Saved data entries
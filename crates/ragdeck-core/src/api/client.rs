use std::path::PathBuf;
use std::time::Duration;

use async_trait::async_trait;
use futures::StreamExt;
use reqwest::multipart::{Form, Part};
use reqwest::{Client, Method, Response};
use serde::de::DeserializeOwned;
use serde::Serialize;
use serde_json::{json, Value};
use tokio::sync::mpsc;

use super::models::RawGraph;
use super::{
    parse_answer_body, ApiError, ApiResponse, ChunkDecoder, Document, HealthStatus, QueryRequest,
    RagApi, StreamChunk, StreamFraming, UploadKind,
};
use crate::config::ApiConfig;
use crate::graph::GraphData;

/// Longest payload excerpt written to the log on failure.
const LOG_PAYLOAD_LIMIT: usize = 512;

/// reqwest-backed client for the RAG backend.
pub struct HttpClient {
    base_url: String,
    framing: StreamFraming,
    client: Client,
}

impl HttpClient {
    /// Creates a client for `base_url` with a per-request timeout.
    pub fn new(base_url: impl Into<String>, timeout: Duration) -> Result<Self, ApiError> {
        let base_url = base_url.into().trim_end_matches('/').to_string();
        if !base_url.starts_with("http://") && !base_url.starts_with("https://") {
            return Err(ApiError::InvalidUrl(base_url));
        }

        let client = Client::builder().timeout(timeout).build()?;

        Ok(Self {
            base_url,
            framing: StreamFraming::default(),
            client,
        })
    }

    /// Creates a client from the `[api]` config section.
    pub fn from_config(config: &ApiConfig) -> Result<Self, ApiError> {
        Ok(Self::new(&config.base_url, config.timeout())?.with_framing(config.stream_framing))
    }

    /// Sets the framing used to decode streamed answers.
    pub fn with_framing(mut self, framing: StreamFraming) -> Self {
        self.framing = framing;
        self
    }

    pub fn base_url(&self) -> &str {
        &self.base_url
    }

    fn url(&self, path: &str) -> String {
        format!("{}{}", self.base_url, path)
    }

    async fn post_json<B, T>(&self, path: &str, body: &B) -> Result<T, ApiError>
    where
        B: Serialize + ?Sized + Sync,
        T: DeserializeOwned,
    {
        let response = self
            .client
            .post(self.url(path))
            .json(body)
            .send()
            .await
            .inspect_err(|e| log_transport_failure(path, Method::POST, e))?;

        read_json(path, Method::POST, response).await
    }

    async fn stream_query(
        &self,
        request: &QueryRequest,
        chunks: Option<&mpsc::UnboundedSender<StreamChunk>>,
    ) -> Result<String, ApiError> {
        let response = self.client.post(self.url("/query")).json(request).send().await?;
        let response = ensure_success("/query", Method::POST, response).await?;

        let mut decoder = ChunkDecoder::new(self.framing);
        let mut answer = String::new();
        let mut body = response.bytes_stream();

        while let Some(frame) = body.next().await {
            let frame = frame?;
            for text in decoder.push(&frame)? {
                forward_chunk(chunks, &mut answer, text);
            }
        }
        for text in decoder.finish()? {
            forward_chunk(chunks, &mut answer, text);
        }

        Ok(answer)
    }

    async fn single_query(&self, request: &QueryRequest) -> Result<String, ApiError> {
        let response = self.client.post(self.url("/query")).json(request).send().await?;
        let response = ensure_success("/query", Method::POST, response).await?;
        let body = response.text().await?;
        parse_answer_body(&body)
    }

    async fn fetch_health(&self) -> Result<HealthStatus, ApiError> {
        let response = self.client.get(self.url("/health")).send().await?;
        read_json("/health", Method::GET, response).await
    }

    async fn build_upload_form(files: &[PathBuf]) -> Result<Form, ApiError> {
        // The backend reads a lone file from `file` and several from `files`.
        let field = if files.len() == 1 { "file" } else { "files" };
        let mut form = Form::new();

        for path in files {
            let bytes = tokio::fs::read(path)
                .await
                .map_err(|e| ApiError::io(path, e))?;
            let file_name = path
                .file_name()
                .map(|n| n.to_string_lossy().into_owned())
                .unwrap_or_else(|| "upload.txt".to_string());
            let mime = if file_name.to_ascii_lowercase().ends_with(".csv") {
                "text/csv"
            } else {
                "text/plain"
            };
            let part = Part::bytes(bytes).file_name(file_name).mime_str(mime)?;
            form = form.part(field, part);
        }

        Ok(form)
    }
}

#[async_trait]
impl RagApi for HttpClient {
    async fn check_health(&self) -> HealthStatus {
        match self.fetch_health().await {
            Ok(health) => health,
            Err(e) => {
                tracing::warn!(endpoint = "/health", method = "GET", error = %e, "health check failed");
                HealthStatus::unhealthy()
            }
        }
    }

    async fn list_documents(&self) -> Result<ApiResponse<Vec<Document>>, ApiError> {
        let response: ApiResponse<Vec<Document>> =
            self.post_json("/get-document", &json!({})).await?;
        ensure_not_error("/get-document", response)
    }

    async fn upload_files(
        &self,
        files: &[PathBuf],
        kind: UploadKind,
    ) -> Result<ApiResponse<Value>, ApiError> {
        let endpoint = kind.endpoint();
        let form = Self::build_upload_form(files).await?;

        tracing::info!(endpoint, files = files.len(), "uploading documents");

        let response = self
            .client
            .post(self.url(endpoint))
            .multipart(form)
            .send()
            .await
            .inspect_err(|e| log_transport_failure(endpoint, Method::POST, e))?;

        let response: ApiResponse<Value> = read_json(endpoint, Method::POST, response).await?;
        ensure_not_error(endpoint, response)
    }

    async fn fetch_graph(&self) -> Result<GraphData, ApiError> {
        let response = self
            .client
            .get(self.url("/get-graph"))
            .send()
            .await
            .inspect_err(|e| log_transport_failure("/get-graph", Method::GET, e))?;

        let raw: RawGraph = read_json("/get-graph", Method::GET, response).await?;
        let graph = raw.normalize();

        tracing::debug!(
            nodes = graph.nodes.len(),
            edges = graph.edges.len(),
            "fetched graph"
        );
        Ok(graph)
    }

    async fn submit_query(
        &self,
        request: &QueryRequest,
        chunks: Option<mpsc::UnboundedSender<StreamChunk>>,
    ) -> ApiResponse<String> {
        let result = if request.stream {
            self.stream_query(request, chunks.as_ref()).await
        } else {
            self.single_query(request).await.inspect(|answer| {
                if let Some(tx) = &chunks {
                    let _ = tx.send(StreamChunk::text(answer.clone()));
                }
            })
        };

        if let Some(tx) = &chunks {
            let _ = tx.send(StreamChunk::done());
        }

        match result {
            Ok(answer) => ApiResponse::success(answer),
            Err(e) => {
                tracing::warn!(
                    endpoint = "/query",
                    method = "POST",
                    mode = %request.mode,
                    stream = request.stream,
                    error = %e,
                    "query failed"
                );
                ApiResponse::error(e.to_string())
            }
        }
    }

    async fn delete_document(&self, doc_id: &str) -> Result<ApiResponse<Value>, ApiError> {
        let response: ApiResponse<Value> = self
            .post_json("/delete_by_doc", &json!({ "doc_id": doc_id }))
            .await?;
        ensure_not_error("/delete_by_doc", response)
    }
}

// =============================================================================
// Helpers
// =============================================================================

fn forward_chunk(
    chunks: Option<&mpsc::UnboundedSender<StreamChunk>>,
    answer: &mut String,
    text: String,
) {
    answer.push_str(&text);
    if let Some(tx) = chunks {
        let _ = tx.send(StreamChunk::text(text));
    }
}

/// Turn a non-2xx response into `ApiError::Status`, logging the body.
async fn ensure_success(
    endpoint: &str,
    method: Method,
    response: Response,
) -> Result<Response, ApiError> {
    let status = response.status();
    if status.is_success() {
        return Ok(response);
    }

    let body = response.text().await.unwrap_or_default();
    tracing::error!(
        endpoint,
        method = %method,
        status = status.as_u16(),
        payload = excerpt(&body),
        "request returned error status"
    );
    Err(ApiError::Status {
        status: status.as_u16(),
        message: body,
    })
}

async fn read_json<T: DeserializeOwned>(
    endpoint: &str,
    method: Method,
    response: Response,
) -> Result<T, ApiError> {
    let response = ensure_success(endpoint, method.clone(), response).await?;
    let status = response.status().as_u16();
    let body = response.text().await?;

    serde_json::from_str(&body).map_err(|e| {
        tracing::error!(
            endpoint,
            method = %method,
            status,
            payload = excerpt(&body),
            error = %e,
            "failed to decode response"
        );
        ApiError::Parse(e.to_string())
    })
}

fn ensure_not_error<T>(endpoint: &str, response: ApiResponse<T>) -> Result<ApiResponse<T>, ApiError> {
    if response.is_error() {
        let message = response.message_or_default().to_string();
        tracing::error!(endpoint, message = %message, "backend reported failure");
        return Err(ApiError::Backend(message));
    }
    Ok(response)
}

fn log_transport_failure(endpoint: &str, method: Method, error: &reqwest::Error) {
    tracing::error!(endpoint, method = %method, error = %error, "request failed");
}

fn excerpt(body: &str) -> &str {
    if body.len() <= LOG_PAYLOAD_LIMIT {
        return body;
    }
    let mut end = LOG_PAYLOAD_LIMIT;
    while !body.is_char_boundary(end) {
        end -= 1;
    }
    &body[..end]
}

#[cfg(test)]
mod tests {
    use super::*;

    #[test]
    fn test_client_creation() {
        let client = HttpClient::new("http://localhost:8000", Duration::from_secs(300)).unwrap();
        assert_eq!(client.base_url(), "http://localhost:8000");
        assert_eq!(client.framing, StreamFraming::Raw);
    }

    #[test]
    fn test_url_trailing_slash_removed() {
        let client = HttpClient::new("http://rag.example.com/", Duration::from_secs(5)).unwrap();
        assert_eq!(client.url("/health"), "http://rag.example.com/health");
    }

    #[test]
    fn test_rejects_url_without_scheme() {
        let result = HttpClient::new("localhost:8000", Duration::from_secs(5));
        assert!(matches!(result, Err(ApiError::InvalidUrl(_))));
    }

    #[test]
    fn test_from_config_uses_framing() {
        let config = ApiConfig {
            stream_framing: StreamFraming::Ndjson,
            ..ApiConfig::default()
        };
        let client = HttpClient::from_config(&config).unwrap();
        assert_eq!(client.framing, StreamFraming::Ndjson);
    }

    #[test]
    fn test_excerpt_respects_char_boundary() {
        let body = "é".repeat(LOG_PAYLOAD_LIMIT);
        let cut = excerpt(&body);
        assert!(cut.len() <= LOG_PAYLOAD_LIMIT);
        assert!(body.starts_with(cut));
    }
}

WORK ORDER >> The answer must consist solely of the lines from the first line of the data to the line holding "B: Serialize +", each given again exactly.

EXERCISE ANSWER >>
filename crates/ragdeck-core/src/api/client.rs
use std::path::PathBuf;
use std::time::Duration;

use async_trait::async_trait;
use futures::StreamExt;
use reqwest::multipart::{Form, Part};
use reqwest::{Client, Method, Response};
use serde::de::DeserializeOwned;
use serde::Serialize;
use serde_json::{json, Value};
use tokio::sync::mpsc;

use super::models::RawGraph;
use super::{
    parse_answer_body, ApiError, ApiResponse, ChunkDecoder, Document, HealthStatus, QueryRequest,
    RagApi, StreamChunk, StreamFraming, UploadKind,
};
use crate::config::ApiConfig;
use crate::graph::GraphData;

/// Longest payload excerpt written to the log on failure.
const LOG_PAYLOAD_LIMIT: usize = 512;

/// reqwest-backed client for the RAG backend.
pub struct HttpClient {
    base_url: String,
    framing: StreamFraming,
    client: Client,
}

impl HttpClient {
    /// Creates a client for `base_url` with a per-request timeout.
    pub fn new(base_url: impl Into<String>, timeout: Duration) -> Result<Self, ApiError> {
        let base_url = base_url.into().trim_end_matches('/').to_string();
        if !base_url.starts_with("http://") && !base_url.starts_with("https://") {
            return Err(ApiError::InvalidUrl(base_url));
        }

        let client = Client::builder().timeout(timeout).build()?;

        Ok(Self {
            base_url,
            framing: StreamFraming::default(),
            client,
        })
    }

    /// Creates a client from the `[api]` config section.
    pub fn from_config(config: &ApiConfig) -> Result<Self, ApiError> {
        Ok(Self::new(&config.base_url, config.timeout())?.with_framing(config.stream_framing))
    }

    /// Sets the framing used to decode streamed answers.
    pub fn with_framing(mut self, framing: StreamFraming) -> Self {
        self.framing = framing;
        self
    }

    pub fn base_url(&self) -> &str {
        &self.base_url
    }

    fn url(&self, path: &str) -> String {
        format!("{}{}", self.base_url, path)
    }

    async fn post_json<B, T>(&self, path: &str, body: &B) -> Result<T, ApiError>
    where
        B: Serialize + ?Sized + Sync,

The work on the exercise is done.